## TRY IT:
Scan the records for the string "Result", then copy each line that has it.

[SUPPLIED RECORDS Boundary: Start]

//! Repository history: the change records a run starts from.

use std::collections::BTreeSet;
use std::fmt::Write as _;
use std::path::{Path, PathBuf};
use std::time::Instant;

use chrono::{DateTime, TimeZone, Utc};
use similar::{ChangeTag, TextDiff};
use tracing::{debug, info, warn};

use crate::error::{CartographError, HistoryError};
use crate::prompt::truncate;
use crate::types::ChangeRecord;

/// Source of change records for one branch.
#[async_trait::async_trait]
pub trait RepositoryHistory: Send + Sync + std::fmt::Debug {
    /// Changes committed at or after `since`, oldest first.
    async fn list_changes(
        &self,
        since: DateTime<Utc>,
        branch: &str,
    ) -> crate::error::Result<Vec<ChangeRecord>>;

    /// Current head commit id of `branch`.
    async fn head(&self, branch: &str) -> crate::error::Result<String>;
}

// ── Git ─────────────────────────────────────────────────────────────

#[derive(Debug, Clone)]
pub struct GitHistory {
    repo_path: PathBuf,
    max_commits: usize,
    diff_preview_bytes: usize,
}

impl GitHistory {
    pub fn new(repo_path: &Path) -> Self {
        Self {
            repo_path: repo_path.to_path_buf(),
            max_commits: 200,
            diff_preview_bytes: 1000,
        }
    }

    #[must_use]
    pub fn with_max_commits(mut self, max_commits: u32) -> Self {
        self.max_commits = if max_commits == 0 {
            usize::MAX
        } else {
            max_commits as usize
        };
        self
    }

    #[must_use]
    pub fn with_diff_preview_bytes(mut self, bytes: usize) -> Self {
        self.diff_preview_bytes = bytes;
        self
    }

    fn open(&self) -> crate::error::Result<gix::Repository> {
        gix::open(&self.repo_path).map_err(|e| git_err(&e))
    }

    fn branch_tip<'r>(
        repo: &'r gix::Repository,
        branch: &str,
    ) -> crate::error::Result<gix::Commit<'r>> {
        let id = repo
            .rev_parse_single(branch)
            .map_err(|_| CartographError::History(HistoryError::UnknownRef(branch.to_string())))?;
        id.object()
            .map_err(|e| git_err(&e))?
            .try_into_commit()
            .map_err(|e| git_err(&e))
    }

    fn to_change_record(
        &self,
        repo: &gix::Repository,
        commit: &gix::Commit<'_>,
        timestamp: DateTime<Utc>,
    ) -> crate::error::Result<ChangeRecord> {
        let author = commit
            .author()
            .map_err(|e| git_err(&format!("bad author encoding: {e}")))?;
        let author = format!("{} <{}>", author.name, author.email);
        let message = commit.message_raw_sloppy().to_string().trim().to_string();

        let diffs = compute_file_diffs(repo, commit)?;
        let mut files = BTreeSet::new();
        let mut additions = 0u64;
        let mut deletions = 0u64;
        let mut preview = String::new();
        for diff in &diffs {
            files.insert(diff.path.clone());
            let stats = line_stats(diff.old.as_deref(), diff.new.as_deref(), &diff.path);
            additions += stats.added;
            deletions += stats.deleted;
            if self.diff_preview_bytes > 0 && !stats.unified.is_empty() {
                let _ = writeln!(
                    preview,
                    "{}",
                    truncate(&stats.unified, self.diff_preview_bytes)
                );
            }
        }

        Ok(ChangeRecord {
            id: commit.id().to_string(),
            author,
            timestamp,
            files,
            additions,
            deletions,
            message,
            diff_summary: (!preview.is_empty()).then_some(preview),
            analysis: None,
        })
    }
}

#[async_trait::async_trait]
impl RepositoryHistory for GitHistory {
    async fn list_changes(
        &self,
        since: DateTime<Utc>,
        branch: &str,
    ) -> crate::error::Result<Vec<ChangeRecord>> {
        let start = Instant::now();
        let repo = self.open()?;
        let tip = Self::branch_tip(&repo, branch)?;

        let walk = tip.ancestors().all().map_err(|e| git_err(&e))?;
        let mut records = Vec::new();
        for info in walk {
            let info = match info {
                Ok(i) => i,
                Err(e) => {
                    warn!("Error walking commit: {e}");
                    continue;
                }
            };
            let commit = repo.find_commit(info.id).map_err(|e| git_err(&e))?;
            let timestamp = commit
                .author()
                .ok()
                .and_then(|sig| sig.time().ok())
                .map_or_else(Utc::now, |t| gix_time_to_chrono(&t));
            if timestamp < since {
                continue;
            }

            records.push(self.to_change_record(&repo, &commit, timestamp)?);
            if records.len() >= self.max_commits {
                debug!(max = self.max_commits, "Reached commit cap");
                break;
            }
        }

        // The walk yields newest first; reverse so ties in author time keep
        // ancestry order under the stable sort.
        records.reverse();
        records.sort_by(|a, b| a.timestamp.cmp(&b.timestamp));
        info!(
            branch,
            since = %since,
            changes = records.len(),
            duration = ?start.elapsed(),
            "Listed repository changes"
        );
        Ok(records)
    }

    async fn head(&self, branch: &str) -> crate::error::Result<String> {
        let repo = self.open()?;
        Ok(Self::branch_tip(&repo, branch)?.id().to_string())
    }
}

struct FileDiff {
    path: String,
    old: Option<Vec<u8>>,
    new: Option<Vec<u8>>,
}

/// Blob-level changes between a commit and its first parent.
fn compute_file_diffs(
    repo: &gix::Repository,
    commit: &gix::Commit<'_>,
) -> crate::error::Result<Vec<FileDiff>> {
    let tree = commit.tree().map_err(|e| git_err(&e))?;
    let parent_tree = commit
        .parent_ids()
        .next()
        .and_then(|parent_id| parent_id.object().ok()?.try_into_commit().ok()?.tree().ok());
    let base = match parent_tree {
        Some(ref parent) => parent,
        None => &repo.empty_tree(),
    };

    // (path, old blob id, new blob id)
    let mut changed: Vec<(String, Option<gix::ObjectId>, Option<gix::ObjectId>)> = Vec::new();
    let mut platform = base.changes().map_err(|e| git_err(&e))?;
    platform
        .for_each_to_obtain_tree(&tree, |change| {
            use gix::object::tree::diff::Change;
            match change {
                Change::Addition { location, id, .. } => {
                    changed.push((location.to_string(), None, Some(id.detach())));
                }
                Change::Deletion { location, id, .. } => {
                    changed.push((location.to_string(), Some(id.detach()), None));
                }
                Change::Modification {
                    location,
                    previous_id,
                    id,
                    ..
                } => {
                    changed.push((
                        location.to_string(),
                        Some(previous_id.detach()),
                        Some(id.detach()),
                    ));
                }
                Change::Rewrite {
                    location,
                    source_id,
                    id,
                    ..
                } => {
                    changed.push((
                        location.to_string(),
                        Some(source_id.detach()),
                        Some(id.detach()),
                    ));
                }
            }
            Ok::<_, std::convert::Infallible>(std::ops::ControlFlow::Continue(()))
        })
        .map_err(|e| git_err(&format!("diff error: {e}")))?;

    let read_blob = |id: Option<gix::ObjectId>| -> Option<Option<Vec<u8>>> {
        match id {
            None => Some(None),
            Some(id) => {
                let object = repo.find_object(id).ok()?;
                (object.kind == gix::object::Kind::Blob).then(|| Some(object.data.clone()))
            }
        }
    };

    let mut diffs = Vec::with_capacity(changed.len());
    for (path, old_id, new_id) in changed {
        // Tree entries (directories) are not files.
        let (Some(old), Some(new)) = (read_blob(old_id), read_blob(new_id)) else {
            continue;
        };
        if old.is_none() && new.is_none() {
            continue;
        }
        diffs.push(FileDiff { path, old, new });
    }
    Ok(diffs)
}

#[derive(Debug, Default, PartialEq, Eq)]
struct LineStats {
    added: u64,
    deleted: u64,
    unified: String,
}

fn line_stats(old: Option<&[u8]>, new: Option<&[u8]>, path: &str) -> LineStats {
    let is_binary = |b: Option<&[u8]>| b.is_some_and(|b| b.contains(&0));
    if is_binary(old) || is_binary(new) {
        return LineStats::default();
    }
    let old = String::from_utf8_lossy(old.unwrap_or_default());
    let new = String::from_utf8_lossy(new.unwrap_or_default());
    let diff = TextDiff::from_lines(old.as_ref(), new.as_ref());

    let mut stats = LineStats::default();
    for change in diff.iter_all_changes() {
        match change.tag() {
            ChangeTag::Insert => stats.added += 1,
            ChangeTag::Delete => stats.deleted += 1,
            ChangeTag::Equal => {}
        }
    }
    stats.unified = diff
        .unified_diff()
        .context_radius(2)
        .header(&format!("a/{path}"), &format!("b/{path}"))
        .to_string();
    stats
}

fn gix_time_to_chrono(time: &gix::date::Time) -> DateTime<Utc> {
    Utc.timestamp_opt(time.seconds, 0)
        .single()
        .unwrap_or_else(Utc::now)
}

fn git_err(e: &dyn std::fmt::Display) -> CartographError {
    CartographError::History(HistoryError::Git(e.to_string()))
}

// ── Static ──────────────────────────────────────────────────────────

/// Fixed change list, for tests and replaying recorded runs.
#[derive(Debug, Clone, Default)]
pub struct StaticHistory {
    changes: Vec<ChangeRecord>,
    head: Option<String>,
}

impl StaticHistory {
    pub fn new(changes: Vec<ChangeRecord>) -> Self {
        Self {
            changes,
            head: None,
        }
    }

    #[must_use]
    pub fn with_head(mut self, head: impl Into<String>) -> Self {
        self.head = Some(head.into());
        self
    }
}

#[async_trait::async_trait]
impl RepositoryHistory for StaticHistory {
    async fn list_changes(
        &self,
        since: DateTime<Utc>,
        _branch: &str,
    ) -> crate::error::Result<Vec<ChangeRecord>> {
        let mut changes: Vec<ChangeRecord> = self
            .changes
            .iter()
            .filter(|c| c.timestamp >= since)
            .cloned()
            .collect();
        changes.sort_by(|a, b| a.timestamp.cmp(&b.timestamp));
        Ok(changes)
    }

    async fn head(&self, branch: &str) -> crate::error::Result<String> {
        self.head
            .clone()
            .or_else(|| {
                self.changes
                    .iter()
                    .max_by_key(|c| c.timestamp)
                    .map(|c| c.id.clone())
            })
            .ok_or_else(|| CartographError::History(HistoryError::UnknownRef(branch.to_string())))
    }
}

[SUPPLIED RECORDS Boundary: End]

## OUTPUT OF THE TASK:
    ) -> crate::error::Result<Vec<ChangeRecord>>;
    async fn head(&self, branch: &str) -> crate::error::Result<String>;
    fn open(&self) -> crate::error::Result<gix::Repository> {
    ) -> crate::error::Result<gix::Commit<'r>> {
    ) -> crate::error::Result<ChangeRecord> {
    ) -> crate::error::Result<Vec<ChangeRecord>> {
    async fn head(&self, branch: &str) -> crate::error::Result<String> {
) -> crate::error::Result<Vec<FileDiff>> {
    ) -> crate::error::Result<Vec<ChangeRecord>> {
    async fn head(&self, branch: &str) -> crate::error::Result<String> {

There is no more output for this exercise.